Oh look, a chicken!
Been spending several days bemused. There are a few things I’ve never understood, but I think they’re starting to gel for me.
See if you can find the unifying theory behind these observations:
- I have never had the patience to sit in classes. I’ve always needed to be doing at least one other thing to keep my mind occupied (usually, it was doing the homework for tomorrow).
- I hate most presentations. Except ones that go at the speed of sound, like Hoff’s (does that man ever draw a breath?). This is why I vastly prefer the hallway track at cons.
- I’ve been sitting in at least five presentations in the last two weeks in which the presenter went on and on about how “millennials” are different from “us” (meaning boomer executives), and how they need to multitask and need interactive learning and need social networking and all that shit. I don’t understand how this is supposed to be new, because I’ve been multitasking and using these so-called “2.0 technologies” for more than 20 years (remember Usenet, folks? And IRC’s been around for 17 years). Does this mean that I’m secretly a millennial? I don’t think so.
- Had a fascinating chat with Myrcurial about ADD and how it might apply to me.
- Read about NADD and realized that was SO me.

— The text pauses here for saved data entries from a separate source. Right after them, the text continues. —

use sea_orm::entity::prelude::*;

#[derive(Clone, Debug, PartialEq, DeriveEntityModel)]
#[sea_orm(table_name = "categories")]
pub struct Model {
    #[sea_orm(primary_key, auto_increment = false)]
    pub id: Uuid,
    pub parent_id: Option<Uuid>,
    pub name: String,
    pub icon: Option<String>,
    pub sort: i32,
    pub status: i16,
    pub created_at: DateTimeWithTimeZone,
}

#[derive(Copy, Clone, Debug, EnumIter, DeriveRelation)]
pub enum Relation {
    #[sea_orm(has_many = "super::products::Entity")]
    Products,
}

impl Related<super::products::Entity> for Entity {
    fn to() -> RelationDef {
        Relation::Products.def()
    }
}

impl ActiveModelBehavior for ActiveModel {}
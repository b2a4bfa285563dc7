use uuid::Uuid;

use crate::{
    db::DbPool,
    dto::users::UpdateProfileRequest,
    error::{AppError, AppResult},
    middleware::auth::AuthUser,
    models::UserProfile,
    response::{ApiResponse, Meta},
};

const NICKNAME_MAX: usize = 50;
const PHONE_MAX: usize = 20;

pub async fn get_profile(pool: &DbPool, user: &AuthUser) -> AppResult<ApiResponse<UserProfile>> {
    let profile = sqlx::query_as::<_, UserProfile>(
        "SELECT id, username, nickname, phone, role, created_at FROM users WHERE id = $1",
    )
    .bind(user.user_id)
    .fetch_optional(pool)
    .await?
    .ok_or(AppError::NotFound)?;

    Ok(ApiResponse::success("OK", profile, Some(Meta::empty())))
}

pub async fn update_profile(
    pool: &DbPool,
    user: &AuthUser,
    payload: UpdateProfileRequest,
) -> AppResult<ApiResponse<UserProfile>> {
    let nickname = normalize(payload.nickname, "nickname", NICKNAME_MAX)?;
    let phone = normalize(payload.phone, "phone", PHONE_MAX)?;

    if let Some(phone) = phone.as_deref() {
        let taken: Option<(Uuid,)> =
            sqlx::query_as("SELECT id FROM users WHERE phone = $1 AND id <> $2")
                .bind(phone)
                .bind(user.user_id)
                .fetch_optional(pool)
                .await?;
        if taken.is_some() {
            return Err(phone_taken());
        }
    }

    let profile = sqlx::query_as::<_, UserProfile>(
        r#"
        UPDATE users
        SET nickname = COALESCE($2, nickname), phone = COALESCE($3, phone)
        WHERE id = $1
        RETURNING id, username, nickname, phone, role, created_at
        "#,
    )
    .bind(user.user_id)
    .bind(nickname)
    .bind(phone)
    .fetch_optional(pool)
    .await
    .map_err(|err| match err {
        // Lost a race with another account claiming the same phone.
        sqlx::Error::Database(db) if db.is_unique_violation() => phone_taken(),
        other => AppError::from(other),
    })?
    .ok_or(AppError::NotFound)?;

    tracing::info!(user_id = %user.user_id, "profile updated");
    Ok(ApiResponse::success("Profile updated", profile, Some(Meta::empty())))
}

fn normalize(value: Option<String>, field: &str, max: usize) -> AppResult<Option<String>> {
    let Some(value) = value else {
        return Ok(None);
    };
    let value = value.trim();
    if value.is_empty() {
        return Err(AppError::BadRequest(format!("{field} must not be empty")));
    }
    if value.chars().count() > max {
        return Err(AppError::BadRequest(format!(
            "{field} must be at most {max} characters"
        )));
    }
    Ok(Some(value.to_string()))
}

fn phone_taken() -> AppError {
    AppError::BadRequest("Phone is already in use".to_string())
}
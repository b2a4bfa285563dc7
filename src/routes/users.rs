use axum::{Json, Router, extract::State, routing::get};

use crate::{
    dto::users::UpdateProfileRequest,
    error::{AppResult, ErrorData},
    middleware::auth::AuthUser,
    models::UserProfile,
    response::ApiResponse,
    services::user_service,
    state::AppState,
};

pub fn router() -> Router<AppState> {
    Router::new().route("/me", get(get_profile).patch(update_profile))
}

#[utoipa::path(
    get,
    path = "/api/users/me",
    responses(
        (status = 200, description = "Current user's profile", body = ApiResponse<UserProfile>),
        (status = 401, description = "Missing or invalid token", body = ApiResponse<ErrorData>)
    ),
    security(("bearer_auth" = [])),
    tag = "Users"
)]
pub async fn get_profile(
    State(state): State<AppState>,
    user: AuthUser,
) -> AppResult<Json<ApiResponse<UserProfile>>> {
    let resp = user_service::get_profile(&state.pool, &user).await?;
    Ok(Json(resp))
}

#[utoipa::path(
    patch,
    path = "/api/users/me",
    request_body = UpdateProfileRequest,
    responses(
        (status = 200, description = "Profile updated", body = ApiResponse<UserProfile>),
        (status = 400, description = "Invalid field or phone already in use", body = ApiResponse<ErrorData>)
    ),
    security(("bearer_auth" = [])),
    tag = "Users"
)]
pub async fn update_profile(
    State(state): State<AppState>,
    user: AuthUser,
    Json(payload): Json<UpdateProfileRequest>,
) -> AppResult<Json<ApiResponse<UserProfile>>> {
    let resp = user_service::update_profile(&state.pool, &user, payload).await?;
    Ok(Json(resp))
}
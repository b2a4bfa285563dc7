mod common;

use common::{create_product, create_user, disable_sku, setup_state};
use petshop_api::{
    dto::cart::{AddToCartRequest, UpdateCartRequest},
    middleware::auth::{AuthUser, ROLE_USER},
    services::cart_service,
    state::AppState,
};
use uuid::Uuid;

async fn add(
    state: &AppState,
    user: &AuthUser,
    product_id: Uuid,
    sku_id: Uuid,
    quantity: i32,
) -> Result<i32, petshop_api::error::AppError> {
    let resp = cart_service::add_to_cart(
        &state.pool,
        user,
        AddToCartRequest {
            product_id,
            sku_id,
            quantity,
        },
    )
    .await?;
    Ok(resp.data.map_or(0, |item| item.quantity))
}

#[tokio::test]
async fn adding_twice_accumulates_up_to_stock() -> anyhow::Result<()> {
    let Some(state) = setup_state().await? else {
        return Ok(());
    };
    let user = create_user(&state, ROLE_USER).await?;
    let fixture = create_product(&state, &[(899, 5)]).await?;
    let (product, sku) = (fixture.product_id, fixture.sku_ids[0]);

    assert_eq!(add(&state, &user, product, sku, 2).await?, 2);
    assert_eq!(add(&state, &user, product, sku, 3).await?, 5);

    let err = add(&state, &user, product, sku, 1)
        .await
        .expect_err("stock is 5");
    assert_eq!(err.code(), "insufficient_stock");

    let err = add(&state, &user, product, sku, 0)
        .await
        .expect_err("zero quantity");
    assert_eq!(err.code(), "bad_request");

    let err = add(&state, &user, Uuid::new_v4(), sku, 1)
        .await
        .expect_err("sku belongs to another product");
    assert_eq!(err.code(), "not_found");
    Ok(())
}

#[tokio::test]
async fn oversized_add_is_rejected_without_touching_the_line() -> anyhow::Result<()> {
    let Some(state) = setup_state().await? else {
        return Ok(());
    };
    let user = create_user(&state, ROLE_USER).await?;
    let fixture = create_product(&state, &[(120, 5)]).await?;
    let (product, sku) = (fixture.product_id, fixture.sku_ids[0]);

    add(&state, &user, product, sku, 3).await?;
    let err = add(&state, &user, product, sku, i32::MAX)
        .await
        .expect_err("3 + i32::MAX does not fit");
    assert_eq!(err.code(), "bad_request");

    let cart = cart_service::list_cart(&state.pool, &user)
        .await?
        .data
        .expect("cart");
    assert_eq!(cart.items.len(), 1);
    assert_eq!(cart.items[0].quantity, 3);
    Ok(())
}

#[tokio::test(flavor = "multi_thread", worker_threads = 4)]
async fn concurrent_adds_are_not_lost() -> anyhow::Result<()> {
    let Some(state) = setup_state().await? else {
        return Ok(());
    };
    let user = create_user(&state, ROLE_USER).await?;
    let fixture = create_product(&state, &[(300, 5)]).await?;
    let (product, sku) = (fixture.product_id, fixture.sku_ids[0]);

    let mut handles = Vec::new();
    for _ in 0..8 {
        let state = state.clone();
        let user = user.clone();
        handles.push(tokio::spawn(async move {
            add(&state, &user, product, sku, 1).await
        }));
    }

    let mut accepted = 0;
    for handle in handles {
        match handle.await? {
            Ok(_) => accepted += 1,
            Err(err) => assert_eq!(err.code(), "insufficient_stock"),
        }
    }

    let cart = cart_service::list_cart(&state.pool, &user)
        .await?
        .data
        .expect("cart");
    assert_eq!(accepted, 5);
    assert_eq!(cart.items[0].quantity, 5);
    Ok(())
}

#[tokio::test]
async fn update_remove_and_clear() -> anyhow::Result<()> {
    let Some(state) = setup_state().await? else {
        return Ok(());
    };
    let user = create_user(&state, ROLE_USER).await?;
    let stranger = create_user(&state, ROLE_USER).await?;
    let fixture = create_product(&state, &[(450, 6), (650, 2), (990, 4)]).await?;
    let product = fixture.product_id;

    for sku in &fixture.sku_ids {
        add(&state, &user, product, *sku, 1).await?;
    }
    let cart = cart_service::list_cart(&state.pool, &user)
        .await?
        .data
        .expect("cart");
    assert_eq!(cart.items.len(), 3);
    assert_eq!(cart.total_quantity, 3);
    assert_eq!(cart.total_amount, 450 + 650 + 990);
    let line_for = |sku: Uuid| {
        cart.items
            .iter()
            .find(|line| line.sku_id == sku)
            .map(|line| line.id)
            .expect("cart line")
    };
    let (first, second, third) = (
        line_for(fixture.sku_ids[0]),
        line_for(fixture.sku_ids[1]),
        line_for(fixture.sku_ids[2]),
    );

    let updated = cart_service::update_cart_item(&state.pool, &user, first, UpdateCartRequest { quantity: 4 })
        .await?
        .data
        .expect("line");
    assert_eq!(updated.quantity, 4);

    let err = cart_service::update_cart_item(&state.pool, &user, second, UpdateCartRequest { quantity: 3 })
        .await
        .expect_err("stock is 2");
    assert_eq!(err.code(), "insufficient_stock");

    let err = cart_service::update_cart_item(&state.pool, &stranger, first, UpdateCartRequest { quantity: 1 })
        .await
        .expect_err("not the owner");
    assert_eq!(err.code(), "not_found");

    disable_sku(&state, fixture.sku_ids[2]).await?;
    let err = cart_service::update_cart_item(&state.pool, &user, third, UpdateCartRequest { quantity: 2 })
        .await
        .expect_err("sku off shelf");
    assert_eq!(err.code(), "unavailable");

    let cart = cart_service::list_cart(&state.pool, &user)
        .await?
        .data
        .expect("cart");
    assert_eq!(cart.total_quantity, 5, "off-shelf lines are left out of totals");
    assert_eq!(cart.total_amount, 450 * 4 + 650);

    cart_service::remove_from_cart(&state.pool, &user, second).await?;
    let err = cart_service::remove_from_cart(&state.pool, &user, second)
        .await
        .expect_err("already removed");
    assert_eq!(err.code(), "not_found");

    let cleared = cart_service::clear_cart(&state.pool, &user)
        .await?
        .data
        .expect("result");
    assert_eq!(cleared["removed"], 2);
    let cart = cart_service::list_cart(&state.pool, &user)
        .await?
        .data
        .expect("cart");
    assert!(cart.items.is_empty());
    Ok(())
}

So put these all together, and here is my theory—which is mine—and what it is, too:
There are no “millennials.“ There are only young people who have a certain ADD-ish mindset who now have the advantage of technology that better meets their mental lifestyle. I’m one of those people myself (okay, not young), who had the advantage of getting into it early before it spread to the rest of the world.
And the thing is, I KNOW I’m not alone. I know this is not a case of a generational gap; there are plenty of 0Ld Sk00L hackers out there who are not fazed by this influx of technology and change in lifestyle either. Hello? Boomers INVENTED the Internet, you punks. If I had a dollar for every gray-haired iPhone user, I’d be rich enough to buy one of my own.
Pundits are confusing the delay in technology spread with a change in a whole generation, and that’s just not the case. Not every kid needs, wants or has a Wii to survive; they are not fundamentally psychologically different as humans. It’s ridiculous to cite statistics that show that they’re reading less and less WHEN THEY’RE RECEIVING THOUSANDS OF EMAIL AND TEXT MESSAGES. I’m getting really tired of listening to presentations by TECHNOLOGY INDUSTRY EXECUTIVES who talk about all this stuff as if it just started in the year 2000. They, of all people, ought to know better—unless they bought their way into their positions and don’t actually understand what they’re selling.
I don’t feel any different from millennials. I don’t think they’re anything but young and naturally literate in the world they grew up in. I don’t think they have a different view of privacy; they’re just making the same mistakes on the ‘net that I did 20 years ago, and in 20 years when they’re trying to land a board position they’ll be just as embarrassed as anyone else. I don’t think they speak a different language. They just have more learning and communicating choices than I did at that age, but you can bet that as soon as the choices came along, I adopted them too. And so did a lot of other boomers and Gen Xers.
Those of us who are naturally ADD-prone (can we call it something else? Natural, compulsive multitaskers?) are just better supported these days in our particular style. Let’s not turn this into an intergenerational crisis. Either you’re adaptable, or you’re not, and if you’re not, you shouldn’t be running a corporation anyway. Get with the program, and for chrissesake stop calling it 2.0.
(Oh—and one more thing. I’ve finally realized that “security briefings for executives” are not actually briefings for security executives. This explains why I want to throttle various security industry speakers.)


“I’m getting really tired of listening to presentations by TECHNOLOGY INDUSTRY EXECUTIVES who talk about all this stuff as if it just started in the year 2000.“
Seriously, I think a lot of this really did just start for them in 2000 or later. They didn’t “get it” back in 2000 that email is the bomb and what IM is and that there is something better than the phonebook to look things up with. So they really didn’t embrace technology at all.
So this “generational gap” is just some excuse to explain why they’re behind the curve. Their kids and younger people are brought up in it and they’re just naturally picking it up. Older people that are not geeks just coast in their own little niche rather than spending some time/effort to check out what’s new.
Us geeks (I don’t even consider myself all that old-school) are ahead of the curve with things like IRC, usenet, early IM adoption, and networking online.
I agree with you: stop with the damned “2.0” crap. It’s just different and evolved. Leave it at that!